Warning
This document is for an in-development version of Galaxy. You can alternatively view this page in the latest release if it exists or view the top of the latest release's documentation.
Source code for galaxy.tool_shed.tools.data_table_manager
import logging
import os
import shutil
from typing import (
TYPE_CHECKING,
Union,
)
from galaxy.tool_shed.galaxy_install.client import InstallationTarget
from galaxy.tool_shed.util import hg_util
from galaxy.tool_util.data import (
DataTableColumnMismatch,
TabularToolDataTable,
)
from galaxy.util import (
Element,
SubElement,
)
from galaxy.util.tool_shed import xml_util
if TYPE_CHECKING:
from galaxy.model.tool_shed_install import ToolShedRepository
from galaxy.structured_app import BasicSharedApp
from galaxy.util.path import StrPath
log = logging.getLogger(__name__)
RequiredAppT = Union["BasicSharedApp", InstallationTarget]

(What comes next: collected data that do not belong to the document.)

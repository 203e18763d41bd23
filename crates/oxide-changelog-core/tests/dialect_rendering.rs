//! Rendering of the statement model across every built-in dialect.

mod common;
use common::{dialect, notes_table, render, render_err, users_table, ALL_DIALECTS};

use oxide_changelog_core::dialect::{ConnectionMetadata, DialectRegistry, QuotingStrategy};
use oxide_changelog_core::dialect::{Dialect, PostgresDialect};
use oxide_changelog_core::identifier::{ObjectKind, TableIdentifier};
use oxide_changelog_core::statement::{
    ColumnDef, Condition, CreateIndexStatement, CreateSequenceStatement, CreateTableBuilder,
    DropIndexStatement, ForeignKeyConstraint, InsertStatement, ModifyDataTypeStatement,
    SelectStatement, UpdateStatement,
};
use oxide_changelog_core::types::LogicalType;
use oxide_changelog_core::{DialectError, SqlValue};

#[test]
fn create_table_per_dialect() {
    let expected = [
        (
            "postgresql",
            vec!["CREATE TABLE users (\n    id BIGINT GENERATED BY DEFAULT AS IDENTITY NOT NULL,\n    name VARCHAR(255) NOT NULL,\n    \"order\" INTEGER,\n    PRIMARY KEY (id)\n)"],
        ),
        (
            "mysql",
            vec!["CREATE TABLE users (\n    id BIGINT AUTO_INCREMENT NOT NULL,\n    name VARCHAR(255) NOT NULL,\n    `order` INTEGER,\n    PRIMARY KEY (id)\n)"],
        ),
        (
            "mariadb",
            vec!["CREATE TABLE users (\n    id BIGINT AUTO_INCREMENT NOT NULL,\n    name VARCHAR(255) NOT NULL,\n    `order` INTEGER,\n    PRIMARY KEY (id)\n)"],
        ),
        (
            "sqlite",
            vec!["CREATE TABLE users (\n    id INTEGER PRIMARY KEY AUTOINCREMENT NOT NULL,\n    name VARCHAR(255) NOT NULL,\n    \"order\" INTEGER\n)"],
        ),
        (
            "mssql",
            vec!["CREATE TABLE users (\n    id BIGINT IDENTITY NOT NULL,\n    name NVARCHAR(255) NOT NULL,\n    [order] INTEGER,\n    PRIMARY KEY (id)\n)"],
        ),
        (
            "oracle",
            vec!["CREATE TABLE users (\n    id NUMBER(19) GENERATED BY DEFAULT AS IDENTITY NOT NULL,\n    name VARCHAR2(255) NOT NULL,\n    \"order\" NUMBER(10),\n    PRIMARY KEY (id)\n)"],
        ),
        (
            "h2",
            vec!["CREATE TABLE users (\n    id BIGINT GENERATED BY DEFAULT AS IDENTITY NOT NULL,\n    name VARCHAR(255) NOT NULL,\n    \"order\" INTEGER,\n    PRIMARY KEY (id)\n)"],
        ),
        (
            "duckdb",
            vec![
                "CREATE SEQUENCE IF NOT EXISTS seq_users_id START 1 INCREMENT BY 1",
                "CREATE TABLE users (\n    id BIGINT DEFAULT nextval('seq_users_id') NOT NULL,\n    name VARCHAR NOT NULL,\n    \"order\" INTEGER,\n    PRIMARY KEY (id)\n)",
            ],
        ),
        (
            "xugu",
            vec!["CREATE TABLE users (\n    id BIGINT IDENTITY NOT NULL,\n    `name` VARCHAR(255) NOT NULL,\n    `order` INTEGER,\n    PRIMARY KEY (id)\n)"],
        ),
    ];
    for (dialect, sql) in expected {
        assert_eq!(render(dialect, users_table()), sql, "{dialect}");
    }
}

#[test]
fn unbounded_text_column_per_dialect() {
    let expected = [
        ("postgresql", "TEXT"),
        ("mysql", "LONGTEXT"),
        ("mariadb", "LONGTEXT"),
        ("sqlite", "TEXT"),
        ("mssql", "NVARCHAR(MAX)"),
        ("oracle", "CLOB"),
        ("h2", "CLOB"),
        ("duckdb", "VARCHAR"),
        ("xugu", "CLOB"),
    ];
    for (dialect, sql_type) in expected {
        assert_eq!(
            render(dialect, notes_table()),
            vec![format!("CREATE TABLE notes (\n    description {sql_type} NOT NULL\n)")],
            "{dialect}"
        );
    }
}

#[test]
fn rendering_is_deterministic() {
    for dialect in ALL_DIALECTS {
        assert_eq!(render(dialect, users_table()), render(dialect, users_table()));
    }
}

#[test]
fn current_timestamp_with_precision() {
    let expected = [
        ("postgresql", "CURRENT_TIMESTAMP(3)"),
        ("mysql", "NOW(3)"),
        ("mariadb", "NOW(3)"),
        ("sqlite", "strftime('%Y-%m-%d %H:%M:%f','now')"),
        ("mssql", "CAST(SYSDATETIME() AS DATETIME2(3))"),
        ("oracle", "CURRENT_TIMESTAMP(3)"),
        ("h2", "CURRENT_TIMESTAMP(3)"),
        ("duckdb", "CAST(NOW() AS TIMESTAMP_MS)"),
        ("xugu", "NOW(3)"),
    ];
    for (name, sql) in expected {
        let value = SqlValue::Function(String::from("CURRENT_TIMESTAMP(3)"));
        assert_eq!(dialect(name).value_literal(&value), sql, "{name}");
    }
}

#[test]
fn current_timestamp_without_precision() {
    let expected = [
        ("postgresql", "NOW()"),
        ("mysql", "NOW()"),
        ("sqlite", "CURRENT_TIMESTAMP"),
        ("mssql", "GETDATE()"),
        ("oracle", "SYSTIMESTAMP"),
        ("h2", "CURRENT_TIMESTAMP"),
        ("duckdb", "CURRENT_TIMESTAMP"),
        ("xugu", "NOW()"),
    ];
    for (name, sql) in expected {
        assert_eq!(dialect(name).format_current_timestamp("current_timestamp"), sql, "{name}");
    }
}

#[test]
fn on_update_expression_passes_through() {
    for name in ALL_DIALECTS {
        assert_eq!(
            dialect(name).format_current_timestamp("CURRENT_TIMESTAMP ON UPDATE CURRENT_TIMESTAMP"),
            "CURRENT_TIMESTAMP ON UPDATE CURRENT_TIMESTAMP",
            "{name}"
        );
    }
}

#[test]
fn default_value_uses_timestamp_translation() {
    let statement = CreateTableBuilder::new("events")
        .column(
            ColumnDef::new("created_at", LogicalType::Timestamp(Some(3)))
                .default_function("CURRENT_TIMESTAMP(3)"),
        )
        .build();
    assert_eq!(
        render("mysql", statement),
        vec!["CREATE TABLE events (\n    created_at DATETIME(3) DEFAULT NOW(3)\n)"]
    );
}

#[test]
fn quoting_strategies() {
    let legacy = PostgresDialect::new();
    assert_eq!(legacy.quote_identifier("users", ObjectKind::Table), "users");
    assert_eq!(legacy.quote_identifier("select", ObjectKind::Table), "\"select\"");
    assert_eq!(legacy.quote_identifier("my table", ObjectKind::Table), "\"my table\"");
    assert_eq!(legacy.quote_identifier("a\"b", ObjectKind::Column), "\"a\"\"b\"");

    let all = PostgresDialect::new().with_quoting(QuotingStrategy::QuoteAll);
    assert_eq!(all.quote_identifier("users", ObjectKind::Table), "\"users\"");
    assert_eq!(all.quote_identifier("lower(email)", ObjectKind::Column), "lower(email)");

    let reserved_only = PostgresDialect::new().with_quoting(QuotingStrategy::QuoteReservedOnly);
    assert_eq!(reserved_only.quote_identifier("my-table", ObjectKind::Table), "my-table");
    assert_eq!(reserved_only.quote_identifier("order", ObjectKind::Table), "\"order\"");
}

#[test]
fn schema_qualification() {
    let table = TableIdentifier::new("users").with_schema("app");
    let expected = [
        ("postgresql", "app.users"),
        ("mysql", "app.users"),
        ("mssql", "app.users"),
        ("oracle", "app.users"),
        ("xugu", "app.users"),
    ];
    for (name, sql) in expected {
        assert_eq!(dialect(name).escape_table_name(&table), sql, "{name}");
    }
    let with_catalog = table.clone().with_catalog("crm");
    assert_eq!(dialect("mysql").escape_table_name(&with_catalog), "crm.users");
    assert_eq!(dialect("mssql").escape_table_name(&with_catalog), "crm.app.users");
    assert_eq!(dialect("xugu").escape_table_name(&with_catalog), "app.users");
}

#[test]
fn data_statements() {
    let insert = InsertStatement::new("users")
        .value("name", "it's")
        .value("active", true)
        .value("manager_id", SqlValue::Null);
    assert_eq!(
        render("postgresql", insert.clone()),
        vec!["INSERT INTO users (name, active, manager_id) VALUES ('it''s', TRUE, NULL)"]
    );
    assert_eq!(
        render("sqlite", insert),
        vec!["INSERT INTO users (name, active, manager_id) VALUES ('it''s', 1, NULL)"]
    );

    let update = UpdateStatement::new("users")
        .set("name", "bob")
        .filter(Condition::eq("id", 7))
        .filter(Condition::is_null("deleted_at"));
    assert_eq!(
        render("postgresql", update),
        vec!["UPDATE users SET name = 'bob' WHERE id = 7 AND deleted_at IS NULL"]
    );

    let select = SelectStatement::columns("users", ["id", "order"])
        .filter(Condition::not_eq("id", 1))
        .order_by("order", true);
    assert_eq!(
        render("mysql", select),
        vec!["SELECT id, `order` FROM users WHERE id <> 1 ORDER BY `order` DESC"]
    );
}

#[test]
fn unsupported_combinations() {
    let sequence = CreateSequenceStatement::new("seq");
    for name in ["mysql", "sqlite", "xugu"] {
        assert!(
            matches!(render_err(name, sequence.clone()), DialectError::Unsupported { .. }),
            "{name}"
        );
    }

    let modify = ModifyDataTypeStatement {
        table: "users".into(),
        column: "age".into(),
        new_type: LogicalType::BigInt,
    };
    assert!(matches!(
        render_err("sqlite", modify),
        DialectError::Unsupported { dialect: "sqlite", .. }
    ));

    let deferred = CreateTableBuilder::new("child")
        .column(ColumnDef::new("parent_id", LogicalType::Integer))
        .foreign_key(ForeignKeyConstraint::new(["parent_id"], "parent", ["id"]).initially_deferred())
        .build();
    assert!(matches!(
        render_err("mysql", deferred.clone()),
        DialectError::Unsupported { dialect: "mysql", .. }
    ));
    assert!(render("postgresql", deferred)[0]
        .ends_with("REFERENCES parent (id) DEFERRABLE INITIALLY DEFERRED\n)"));

    let mut index = CreateIndexStatement::new("idx_users_name", "users", ["name"]);
    index.if_not_exists = true;
    for name in ["mysql", "oracle", "xugu"] {
        assert!(matches!(render_err(name, index.clone()), DialectError::Unsupported { .. }), "{name}");
    }
    assert_eq!(
        render("mssql", index),
        vec!["IF NOT EXISTS (SELECT 1 FROM sys.indexes WHERE name = N'idx_users_name' AND object_id = OBJECT_ID(N'users'))\nCREATE INDEX idx_users_name ON users (name)"]
    );
}

#[test]
fn drop_index_forms() {
    let statement = DropIndexStatement {
        name: "idx_email".into(),
        table: TableIdentifier::new("users").with_schema("app"),
    };
    let expected = [
        ("postgresql", "DROP INDEX app.idx_email"),
        ("mysql", "DROP INDEX idx_email ON app.users"),
        ("mssql", "DROP INDEX idx_email ON app.users"),
        ("xugu", "DROP INDEX app.users.idx_email"),
    ];
    for (name, sql) in expected {
        assert_eq!(render(name, statement.clone()), vec![sql], "{name}");
    }
}

#[test]
fn table_exists_queries_are_read_only_counts() {
    for name in ALL_DIALECTS {
        let sql = dialect(name).table_exists(&oxide_changelog_core::statement::TableExistsStatement {
            table: "oxide_changelog".into(),
        });
        assert!(sql.starts_with("SELECT COUNT(*) FROM"), "{name}: {sql}");
        assert!(sql.contains("'oxide_changelog'"), "{name}: {sql}");
    }
}

#[test]
fn registry_claims_each_product_exactly_once() {
    let registry = DialectRegistry::with_defaults();
    let samples = [
        ("PostgreSQL", "16.1", "postgresql"),
        ("MySQL", "8.4.0", "mysql"),
        ("MySQL", "5.5.5-10.6.12-MariaDB", "mariadb"),
        ("SQLite", "3.45.0", "sqlite"),
        ("Microsoft SQL Server", "16.0.1000", "mssql"),
        ("Oracle", "19c", "oracle"),
        ("H2", "2.2.224", "h2"),
        ("DuckDB", "1.1.0", "duckdb"),
        ("XuguDB", "12.0.0", "xugu"),
    ];
    for (product, version, short_name) in samples {
        let metadata = ConnectionMetadata::new(product, version);
        let matching: Vec<_> = registry
            .dialects()
            .iter()
            .filter(|d| d.identify(&metadata))
            .map(|d| d.short_name())
            .collect();
        assert_eq!(matching, vec![short_name], "{product} {version}");
    }
}
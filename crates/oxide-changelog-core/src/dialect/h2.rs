//! H2.

use super::{Dialect, QuotingStrategy};
use crate::error::DialectError;
use crate::identifier::ObjectKind;
use crate::statement::{ModifyDataTypeStatement, RenameColumnStatement, SetNullableStatement};
use crate::types::LogicalType;

/// H2 dialect.
#[derive(Debug, Clone, Copy, Default)]
pub struct H2Dialect {
    quoting: QuotingStrategy,
}

impl H2Dialect {
    /// Creates the dialect with legacy quoting.
    #[must_use]
    pub const fn new() -> Self {
        Self {
            quoting: QuotingStrategy::Legacy,
        }
    }

    /// Overrides the quoting strategy.
    #[must_use]
    pub const fn with_quoting(mut self, quoting: QuotingStrategy) -> Self {
        self.quoting = quoting;
        self
    }
}

impl Dialect for H2Dialect {
    fn short_name(&self) -> &'static str {
        "h2"
    }

    fn product_name(&self) -> &'static str {
        "H2"
    }

    fn default_driver(&self, url: &str) -> Option<&'static str> {
        url.starts_with("jdbc:h2:").then_some("org.h2.Driver")
    }

    fn quoting_strategy(&self) -> QuotingStrategy {
        self.quoting
    }

    fn current_timestamp_call(&self, precision: u32) -> String {
        if precision == 0 {
            String::from("CURRENT_TIMESTAMP")
        } else {
            format!("CURRENT_TIMESTAMP({precision})")
        }
    }

    fn map_type(&self, data_type: &LogicalType) -> String {
        match data_type {
            LogicalType::Text => String::from("CLOB"),
            other => super::ansi_type(other),
        }
    }

    fn rename_column(&self, statement: &RenameColumnStatement) -> Result<Vec<String>, DialectError> {
        Ok(vec![format!(
            "ALTER TABLE {} ALTER COLUMN {} RENAME TO {}",
            self.escape_table_name(&statement.table),
            self.quote_identifier(&statement.old_name, ObjectKind::Column),
            self.quote_identifier(&statement.new_name, ObjectKind::Column)
        )])
    }

    fn modify_data_type(&self, statement: &ModifyDataTypeStatement) -> Result<Vec<String>, DialectError> {
        Ok(vec![format!(
            "ALTER TABLE {} ALTER COLUMN {} SET DATA TYPE {}",
            self.escape_table_name(&statement.table),
            self.quote_identifier(&statement.column, ObjectKind::Column),
            self.map_type(&statement.new_type)
        )])
    }

    fn set_nullable(&self, statement: &SetNullableStatement) -> Result<Vec<String>, DialectError> {
        Ok(vec![format!(
            "ALTER TABLE {} ALTER COLUMN {} SET {}",
            self.escape_table_name(&statement.table),
            self.quote_identifier(&statement.column, ObjectKind::Column),
            if statement.nullable { "NULL" } else { "NOT NULL" }
        )])
    }

    fn current_schema_expression(&self) -> Option<&'static str> {
        Some("CURRENT_SCHEMA")
    }
}

#[cfg(test)]
mod tests {
    use super::*;
    use crate::statement::Statement;

    #[test]
    fn test_rename_column() {
        let sql = H2Dialect::new()
            .render(&Statement::RenameColumn(RenameColumnStatement {
                table: "users".into(),
                old_name: "mail".into(),
                new_name: "value".into(),
            }))
            .unwrap();
        assert_eq!(sql, vec![r#"ALTER TABLE users ALTER COLUMN mail RENAME TO "value""#]);
    }
}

def _parse_table_columns(table_elem: Element) -> dict[str, int]:
"""Parse a ``<table>`` element's column spec into a name->index mapping.
Mirrors ``TabularToolDataTable.parse_column_spec`` so the dict matches what an
already-registered table exposes on ``.columns`` — no implicit ``name`` alias.
"""
columns, _, _ = TabularToolDataTable.parse_column_spec_element(table_elem)
return columns
class BaseShedToolDataTableManager:
def __init__(self, app: RequiredAppT):
self.app = app
def handle_sample_tool_data_table_conf_file(self, filename: "StrPath", persist: bool = False):
"""
Parse the incoming filename and add new entries to the in-memory
self.app.tool_data_tables dictionary. If persist is True (should
only occur if call is from the Galaxy side, not the tool shed), the
new entries will be appended to Galaxy's shed_tool_data_table_conf.xml
file on disk.
"""
error = False
try:
new_table_elems, message = self.app.tool_data_tables.add_new_entries_from_config_file(
config_filename=filename,
tool_data_path=self.app.config.shed_tool_data_path,
shed_tool_data_table_config=self.app.config.shed_tool_data_table_config,
persist=persist,
)
if message:
error = True
except Exception as e:
message = str(e)
error = True
return error, message
def reset_tool_data_tables(self):
# Reset the tool_data_tables to an empty dictionary.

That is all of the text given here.